Интересные размышления об осмыслении людьми своего сложного жизненного опыта.
Эта идея из совсем другого контекста — экономического проясняет важное и для терапии и работы с травмой.
Люди активно отвечают на опыт, который с нами происходит.
Отвечают очень по-своему — и если мы можем разглядеть этот личностный ответ как способ не сдаваться, это может быть дверью к исцелению. И даже дезадаптация это ответ, как минимум ответ про то, что мне не все равно.
Эта мысль опирается на понятие «посттравматического роста»:
«Когда мы говорим о восстановлении после травмирующего события или череды таких событий, а тем более когда говорим такие слова как «исцеление» или «терапия», отсылающие скорее к медицинскому контексту, это часто приводит к тому, что психическая травма начинает рассматриваться как какой-то дефект психики, какая-то поломка, которую нужно починить, чтобы сделать, как было.
Но травма — это не только набор соматических реакций, это еще и определенный опыт. Как и любой другой опыт, он меняет жизнь, и после этого опыта жизнь уже никогда не будет такой, как до него.
Если ребенку посчастливилось понаблюдать за живой курицей, он уже иначе будет воспринимать изображение в книжке. Если вы помните свой первый опыт взаимодействия с чем-либо, вы можете проследить, как менялись ваши представления об этом, будь то явление природы, материальный объект или сервис.
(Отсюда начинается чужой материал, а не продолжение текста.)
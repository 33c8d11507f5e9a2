//! # Code Runner
//!
//! Runs a string of R source and captures what it printed.
//!
//! ## Backends
//! - [`RscriptRunner`]: writes the code to a temporary `.R` file and runs an
//!   external interpreter on it. Every call starts from a clean slate.
//! - [`RSession`]: one long-lived evaluation context. Bindings made by one
//!   call are visible to the next until [`RSession::reset`] is called.
//!
//! Neither backend returns an error from [`CodeRunner::run`]: failures to
//! start, crashes and R errors all come back as an [`ExecutionResult`] with
//! `succeeded == false` and a diagnostic in `stderr`. No timeout is applied;
//! a hung script blocks the caller.

pub mod rscript;
pub mod session;

pub use rscript::{RscriptConfig, RscriptRunner};
pub use session::RSession;

use serde::{Deserialize, Serialize};

/// Captured output of one execution.
#[derive(Debug, Clone, Default, PartialEq, Eq, Serialize, Deserialize)]
pub struct ExecutionResult {
    pub stdout: String,
    pub stderr: String,
    pub succeeded: bool,
}

impl ExecutionResult {
    pub fn success(stdout: impl Into<String>) -> Self {
        Self {
            stdout: stdout.into(),
            stderr: String::new(),
            succeeded: true,
        }
    }

    pub fn failure(stderr: impl Into<String>) -> Self {
        Self {
            stdout: String::new(),
            stderr: stderr.into(),
            succeeded: false,
        }
    }

    /// Text reported back to the coder.
    ///
    /// Successful runs report stdout; failed runs report stderr, falling back
    /// to stdout when the interpreter printed its error there.
    pub fn report(&self) -> String {
        if self.succeeded {
            format!("SUCCESS:\n{}", self.stdout)
        } else if self.stderr.trim().is_empty() {
            format!("ERROR:\n{}", self.stdout)
        } else {
            format!("ERROR:\n{}", self.stderr)
        }
    }
}

/// An R execution backend.
#[allow(async_fn_in_trait)]
pub trait CodeRunner {
    /// Short backend name for logs (e.g., "rscript", "session")
    fn name(&self) -> &str;

    /// Run `code` to completion. Never fails; see [`ExecutionResult`].
    async fn run(&mut self, code: &str) -> ExecutionResult;
}

/// Which backend a command should use.
#[derive(Debug, Clone, Copy, PartialEq, Eq, Default)]
pub enum RunnerKind {
    /// Fresh interpreter process per call
    #[default]
    Rscript,
    /// Persistent evaluation context
    Session,
}

/// A runner chosen at startup.
pub enum AnyRunner {
    Rscript(RscriptRunner),
    Session(RSession),
}

impl CodeRunner for AnyRunner {
    fn name(&self) -> &str {
        match self {
            AnyRunner::Rscript(r) => r.name(),
            AnyRunner::Session(s) => s.name(),
        }
    }

    async fn run(&mut self, code: &str) -> ExecutionResult {
        match self {
            AnyRunner::Rscript(r) => r.run(code).await,
            AnyRunner::Session(s) => s.run(code).await,
        }
    }
}
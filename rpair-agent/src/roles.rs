//! The three participants of the conversation
//!
//! Each role turns the transcript so far into its next message. The turn
//! loop picks which one speaks; see `TurnLoop::run`.

use crate::prompt::NO_CODE_NOTICE;
use rpair_core::{
    count_r_blocks, extract_r_code, ChatMessage, CodeRunner, CompletionRequest, Error,
    Extraction, LlmProvider, Message, Result, Role, Transcript, UsageTracker,
};
use std::collections::VecDeque;
use std::time::Duration;
use tokio::io::{AsyncBufReadExt, AsyncWriteExt, BufReader, Lines, Stdin};
use tracing::{debug, info, warn};

// ============================================================================
// Coder
// ============================================================================

/// The LLM writing R code.
pub struct Coder<P> {
    provider: P,
    system_prompt: String,
    model: Option<String>,
    temperature: Option<f32>,
    stream: bool,
    retries: u32,
    backoff: Duration,
    usage: UsageTracker,
    on_delta: Option<Box<dyn FnMut(&str)>>,
}

impl<P: LlmProvider> Coder<P> {
    pub fn new(provider: P, system_prompt: impl Into<String>) -> Self {
        Self {
            provider,
            system_prompt: system_prompt.into(),
            model: None,
            temperature: None,
            stream: false,
            retries: 2,
            backoff: Duration::from_millis(500),
            usage: UsageTracker::new(),
            on_delta: None,
        }
    }

    pub fn with_model(mut self, model: impl Into<String>) -> Self {
        self.model = Some(model.into());
        self
    }

    pub fn with_temperature(mut self, temperature: f32) -> Self {
        self.temperature = Some(temperature);
        self
    }

    /// Retry retryable provider errors `retries` times, waiting
    /// `backoff * attempt` between attempts.
    pub fn with_retries(mut self, retries: u32, backoff: Duration) -> Self {
        self.retries = retries;
        self.backoff = backoff;
        self
    }

    /// Stream the reply, handing each text delta to `on_delta`.
    pub fn with_streaming<F>(mut self, on_delta: F) -> Self
    where
        F: FnMut(&str) + 'static,
    {
        self.stream = true;
        self.on_delta = Some(Box::new(on_delta));
        self
    }

    pub fn usage(&self) -> &UsageTracker {
        &self.usage
    }

    pub fn provider(&self) -> &P {
        &self.provider
    }

    pub fn model(&self) -> &str {
        self.model.as_deref().unwrap_or_else(|| self.provider.default_model())
    }

    /// Map the transcript onto a chat: the coder's own messages are the
    /// assistant side, everything else is user input.
    pub fn request(&self, transcript: &Transcript) -> CompletionRequest {
        let mut messages = Vec::with_capacity(transcript.len() + 1);
        messages.push(ChatMessage::system(&self.system_prompt));
        for message in transcript {
            messages.push(match message.role {
                Role::Coder => ChatMessage::assistant(&message.text),
                Role::Executor | Role::Human => ChatMessage::user(&message.text),
            });
        }

        let mut request = CompletionRequest::new(messages);
        request.model = self.model.clone();
        request.temperature = self.temperature;
        request
    }

    pub async fn respond(&mut self, transcript: &Transcript) -> Result<Message> {
        let request = self.request(transcript);
        let mut attempt: u32 = 0;
        loop {
            match self.attempt(request.clone()).await {
                Ok(text) => return Ok(Message::coder(text)),
                Err(err) if err.is_retryable() && attempt < self.retries => {
                    attempt += 1;
                    warn!(error = %err, attempt, "coder request failed, retrying");
                    tokio::time::sleep(self.backoff * attempt).await;
                }
                Err(err) => {
                    return Err(err
                        .persist()
                        .with_operation("coder::respond")
                        .with_context("model", self.model().to_string())
                        .with_context("attempts", (attempt + 1).to_string()));
                }
            }
        }
    }

    async fn attempt(&mut self, request: CompletionRequest) -> Result<String> {
        if self.stream {
            let receiver = self.provider.stream(request).await?;
            let text = match self.on_delta.as_mut() {
                Some(on_delta) => receiver.collect_text_with(|delta| on_delta(delta)).await?,
                None => receiver.collect_text().await?,
            };
            debug!(bytes = text.len(), "coder reply streamed");
            return non_blank(Some(text));
        }

        let response = self.provider.complete(request).await?;
        self.usage.track(&response.model, &response.usage);
        debug!(
            model = %response.model,
            prompt_tokens = response.usage.prompt_tokens,
            completion_tokens = response.usage.completion_tokens,
            "coder reply received"
        );
        non_blank(response.content)
    }
}
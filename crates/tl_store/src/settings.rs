use std::fs;
use std::path::Path;
use std::time::Duration;

use serde::{Deserialize, Serialize};
use tl_crypto::KdfParams;
use tl_proto::CollabConfig;

use crate::error::StoreError;

pub const DEFAULT_AUTO_LOCK_SECS: u64 = 300;

#[derive(Debug, Clone, PartialEq, Serialize, Deserialize)]
pub struct VaultSettings {
    /// KDF used for newly written vault envelopes.
    #[serde(default)]
    pub vault_kdf: KdfParams,
    /// KDF used for outgoing share envelopes.
    #[serde(default)]
    pub share_kdf: KdfParams,
    /// Inactivity timeout; 0 disables auto-lock.
    #[serde(default = "default_auto_lock_secs")]
    pub auto_lock_secs: u64,
    #[serde(default)]
    pub collab: CollabConfig,
}

fn default_auto_lock_secs() -> u64 {
    DEFAULT_AUTO_LOCK_SECS
}

impl Default for VaultSettings {
    fn default() -> Self {
        Self {
            vault_kdf: KdfParams::pbkdf2_default(),
            share_kdf: KdfParams::pbkdf2_default(),
            auto_lock_secs: DEFAULT_AUTO_LOCK_SECS,
            collab: CollabConfig::default(),
        }
    }
}

impl VaultSettings {
    /// Read settings from `path`, falling back to defaults when absent.
    pub fn load(path: &Path) -> Result<Self, StoreError> {
        match fs::read_to_string(path) {
            Ok(raw) => Ok(serde_json::from_str(&raw)?),
            Err(e) if e.kind() == std::io::ErrorKind::NotFound => Ok(Self::default()),
            Err(e) => Err(e.into()),
        }
    }

    pub fn save(&self, path: &Path) -> Result<(), StoreError> {
        if let Some(parent) = path.parent() {
            fs::create_dir_all(parent)?;
        }
        fs::write(path, serde_json::to_string_pretty(self)?)?;
        Ok(())
    }

    pub fn auto_lock(&self) -> Option<Duration> {
        (self.auto_lock_secs > 0).then(|| Duration::from_secs(self.auto_lock_secs))
    }
}
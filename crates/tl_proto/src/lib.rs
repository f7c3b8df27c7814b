//! tl_proto - portable formats for the Terminal List vault
//!
//! - `models` - records and the full application state carried by the vault
//! - `share`  - passphrase-sealed single-record envelopes
//! - `bus`    - in-process broadcast bus (one topic per channel name)
//! - `collab` - handshake-gated encrypted replication over the bus

pub mod bus;
pub mod collab;
pub mod error;
pub mod models;
pub mod share;

pub use bus::LocalBus;
pub use collab::{CollabCloser, CollabConfig, CollabHandle, CollabPhase, Replica};
pub use error::ProtoError;
pub use models::{AppState, Collections, Record, RecordKind};
pub use share::ShareEnvelope;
Но если первое же взаимодействие ребенка с живой курицей привело к тому, что курица напала на ребенка, его реакции на картинку будут совсем другими. Например, он может плакать и искать защиты у значимого взрослого, пытаясь к нему прижаться.
Эта ситуация и в наши дни редко обрабатывается адекватно. Вместо того, чтобы помочь ребенку обработать этот опыт, взрослые могут начать его стыдить, называть «глупым», «трусом», и так далее. В результате травмирующий опыт загоняется глубоко внутрь, и в следующий раз выпаковывается уже во взрослом состоянии, когда человек сам заработает на психотерапевта и начнет, по сути дела, оплачивать исправление чужих косяков.
При этом — не важно, в детстве или во взрослом возрасте произойдет переработка этого опыта, — скорее всего, это будет история о мужестве. О храбрости. Об умении выдержать боль и справиться со страхом. Об изнанке жизни (курица не так безопасна, как многие думают!) и об одиночестве опыта.
Может быть, в процессе интеграции этого опыта появится спектакль, и не один. Возможно, мир обретет нового автора ужастиков, где зло является человечеству под маской птицы ужасающих размеров или где домашние куры устраивают вселенский заговор, зверски убивают и жарят на вертелах людей… Кто знает?
Но пафос моей речи заключается в том, что история ребенка после травмирующей встречи с курицей будет совершенно другой, не такой, как у ребенка, чья встреча с живой курицей прошла гладко. Чтобы интегрировать сильно болезненный опыт, человеку придется очень существенно вырасти и узнать многое о себе и о мире, в то время как обычный опыт такого апгрейда не потребует. И у обоих ребят, повстречавшихся с курицей, будет опыт, несопоставимый с опытом детей, видевших курицу лишь на картинке.
Сегодня я готовилась к группе по кайдзену и наткнулась на высказывание Эдвардса Деминга, статистика, экономиста, одного из авторов «японского чуда»:
«нет восстановления без преобразований». Представляете, он сказал это применительно к промышленным предприятиям! Это значит, что идея посттравматического роста применима не только к человеческой психике, но и к другим системам, в первую очередь социально-экономическим!
Ну и как все это упихать в медицинский контекст?
Мой ответ: а никак. Да и не надо. Если, конечно, речь не идет о страховке и тому подобных вещах.»